### Work request
Reproduce the entries from their first line up to and including the line with "let waiter = match". Leave out everything after it.

### Records to use
async fn reader_loop(
    mut reader: ReadHalf<BoxedStream>,
    conn: &RtspConnection,
    frames_tx: mpsc::Sender<InterleavedFrame>,
) -> Result<(), RtspError> {
    let mut parser = MessageParser::new();
    let mut buf = vec![0u8; 16 * 1024];

    loop {
        let n = reader.read(&mut buf).await?;
        if n == 0 {
            return Err(RtspError::Closed);
        }
        conn.touch_rx();

        for event in parser.append(&buf[..n])? {
            match event {
                RtspEvent::Frame { channel, payload } => {
                    if frames_tx
                        .send(InterleavedFrame { channel, payload })
                        .await
                        .is_err()
                    {
                        // Owner went away; nothing left to deliver.
                        return Ok(());
                    }
                }
                RtspEvent::Response(response) => {
                    let cseq = response.cseq();
                    let waiter = match cseq {
                        Some(cseq) => conn.pending.lock().await.remove(&cseq),
                        None => None,
                    };
                    match waiter {
                        Some(tx) => {
                            tx.send(response).ok();
                        }
                        None => debug!(?cseq, "response without a pending request"),
                    }
                }
            }
        }
    }
}

/// Periodic idempotent request plus the receive-side watchdog: more than
/// three silent intervals means the server is gone.
async fn keepalive_loop(conn: Arc<RtspConnection>, uri: String, interval: Duration) {
    loop {
        tokio::time::sleep(interval).await;

        if conn.since_last_rx() > interval * 3 {
            warn!(
                silent_secs = conn.since_last_rx().as_secs(),
                "no RTSP bytes for three keepalive intervals, closing"
            );
            conn.shutdown().await;
            return;
        }

        let method = if conn.use_get_parameter.load(Ordering::Relaxed) {
            "GET_PARAMETER"
        } else {
            "OPTIONS"
        };
        match conn.request(method, &uri, &[]).await {
            Ok(response) if response.status >= 400 => {
                warn!(status = response.status, "keepalive refused, closing");
                conn.shutdown().await;
                return;
            }
            Ok(_) => debug!(method, "keepalive ok"),
            Err(e) => {
                warn!("keepalive failed: {e}");
                conn.shutdown().await;
                return;
            }
        }
    }
}

#[cfg(test)]
mod tests {
    use super::*;
    use crate::MediaType;
    use tokio::io::{AsyncBufReadExt, BufReader};
    use tokio::net::TcpListener;

    /// Minimal scripted RTSP camera: answers the standard handshake and
    /// then pushes one interleaved frame.
    async fn scripted_server(
        listener: TcpListener,
        setup_channels: &'static str,
        session_header: &'static str,
    ) {
        let (stream, _) = listener.accept().await.unwrap();
        let (read_half, mut write_half) = stream.into_split();
        let mut lines = BufReader::new(read_half).lines();

        let sdp_body = "v=0\r\n\
            m=video 0 RTP/AVP 96\r\n\
            a=rtpmap:96 H264/90000\r\n\
            a=control:track1\r\n";

        loop {
            // Read one request head.
            let mut method = String::new();
            let mut cseq = 0u32;
            loop {
                let line = match lines.next_line().await.unwrap() {
                    Some(line) => line,
                    None => return,
                };
                if line.is_empty() {
                    break;
                }
                if method.is_empty() {
                    method = line.split(' ').next().unwrap_or_default().to_string();
                } else if let Some(v) = line.strip_prefix("CSeq:") {
                    cseq = v.trim().parse().unwrap_or(0);
                }
            }

            let response = match method.as_str() {
                "OPTIONS" => format!(
                    "RTSP/1.0 200 OK\r\nCSeq: {cseq}\r\n\
                     Public: OPTIONS, DESCRIBE, SETUP, PLAY, GET_PARAMETER\r\n\r\n"
                ),
                "DESCRIBE" => format!(
                    "RTSP/1.0 200 OK\r\nCSeq: {cseq}\r\n\
                     Content-Base: rtsp://127.0.0.1/stream/\r\n\
                     Content-Length: {}\r\n\r\n{}",
                    sdp_body.len(),
                    sdp_body
                ),
                "SETUP" => format!(
                    "RTSP/1.0 200 OK\r\nCSeq: {cseq}\r\n\
                     Session: {session_header}\r\n\
                     Transport: RTP/AVP/TCP;unicast;interleaved={setup_channels}\r\n\r\n"
                ),
                "PLAY" => format!(
                    "RTSP/1.0 200 OK\r\nCSeq: {cseq}\r\nSession: abc123\r\n\r\n"
                ),
                _ => format!("RTSP/1.0 200 OK\r\nCSeq: {cseq}\r\n\r\n"),
            };
            write_half.write_all(response.as_bytes()).await.unwrap();

            if method == "PLAY" {
                // One interleaved RTP-ish frame on the SETUP channel.
                let channel: u8 = setup_channels
                    .split('-')
                    .next()
                    .unwrap()
                    .parse()
                    .unwrap();
                write_half
                    .write_all(&[0x24, channel, 0x00, 0x03, 0xde, 0xad, 0xbf])
                    .await
                    .unwrap();
            }
        }
    }

    #[tokio::test]
    async fn handshake_play_and_receive() {
        let listener = TcpListener::bind("127.0.0.1:0").await.unwrap();
        let addr = listener.local_addr().unwrap();
        tokio::spawn(scripted_server(listener, "0-1", "abc123;timeout=30"));

        let url = format!("rtsp://{addr}/stream");
        let mut session = RtspSession::connect(&url).await.unwrap();
        assert_eq!(session.tracks.len(), 1);
        assert_eq!(session.tracks[0].channel_id, 0);
        assert_eq!(session.tracks[0].media_type, MediaType::Video);
        assert_eq!(
            session.tracks[0].control_uri,
            "rtsp://127.0.0.1/stream/track1"
        );
        // timeout=30 from SETUP -> keepalive every max(15, 15) seconds.
        session.play().await.unwrap();
        assert_eq!(session.keepalive_interval(), Duration::from_secs(15));

        let frame = session.recv_frame().await.unwrap();
        assert_eq!(frame.channel, 0);
        assert_eq!(frame.payload.as_ref(), &[0xde, 0xad, 0xbf]);

        session.teardown().await;
    }

    #[tokio::test]
    async fn server_channel_override_is_honored() {
        let listener = TcpListener::bind("127.0.0.1:0").await.unwrap();
        let addr = listener.local_addr().unwrap();
        tokio::spawn(scripted_server(listener, "6-7", "abc123;timeout=30"));

        let url = format!("rtsp://{addr}/stream");
        let mut session = RtspSession::connect(&url).await.unwrap();
        assert_eq!(session.tracks[0].channel_id, 6);

        session.play().await.unwrap();
        let frame = session.recv_frame().await.unwrap();
        assert_eq!(frame.channel, 6);
    }

    #[tokio::test]
    async fn closed_socket_surfaces_as_end_of_stream() {
        let listener = TcpListener::bind("127.0.0.1:0").await.unwrap();
        let addr = listener.local_addr().unwrap();
        let server = tokio::spawn(scripted_server(listener, "0-1", "abc123;timeout=30"));

        let url = format!("rtsp://{addr}/stream");
        let mut session = RtspSession::connect(&url).await.unwrap();
        session.play().await.unwrap();
        let _ = session.recv_frame().await.unwrap();

        // Kill the server; the reader must deliver end-of-stream.
        server.abort();
        assert!(session.recv_frame().await.is_none());
    }

    #[tokio::test]
    async fn missing_timeout_falls_back_to_60s_default() {
        let listener = TcpListener::bind("127.0.0.1:0").await.unwrap();
        let addr = listener.local_addr().unwrap();
        tokio::spawn(scripted_server(listener, "0-1", "abc123"));

        let url = format!("rtsp://{addr}/stream");
        let mut session = RtspSession::connect(&url).await.unwrap();
        session.play().await.unwrap();
        // 60 s default timeout -> keepalive every 30 s.
        assert_eq!(session.keepalive_interval(), Duration::from_secs(30));
        session.teardown().await;
    }

    #[tokio::test]
    async fn zero_timeout_falls_back_to_60s_default() {
        let listener = TcpListener::bind("127.0.0.1:0").await.unwrap();
        let addr = listener.local_addr().unwrap();
        tokio::spawn(scripted_server(listener, "0-1", "abc123;timeout=0"));

        let url = format!("rtsp://{addr}/stream");
        let mut session = RtspSession::connect(&url).await.unwrap();
        session.play().await.unwrap();
        assert_eq!(session.keepalive_interval(), Duration::from_secs(30));
        session.teardown().await;
    }
}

### Answer to the problem
async fn reader_loop(
    mut reader: ReadHalf<BoxedStream>,
    conn: &RtspConnection,
    frames_tx: mpsc::Sender<InterleavedFrame>,
) -> Result<(), RtspError> {
    let mut parser = MessageParser::new();
    let mut buf = vec![0u8; 16 * 1024];

    loop {
        let n = reader.read(&mut buf).await?;
        if n == 0 {
            return Err(RtspError::Closed);
        }
        conn.touch_rx();

        for event in parser.append(&buf[..n])? {
            match event {
                RtspEvent::Frame { channel, payload } => {
                    if frames_tx
                        .send(InterleavedFrame { channel, payload })
                        .await
                        .is_err()
                    {
                        // Owner went away; nothing left to deliver.
                        return Ok(());
                    }
                }
                RtspEvent::Response(response) => {
                    let cseq = response.cseq();
                    let waiter = match cseq {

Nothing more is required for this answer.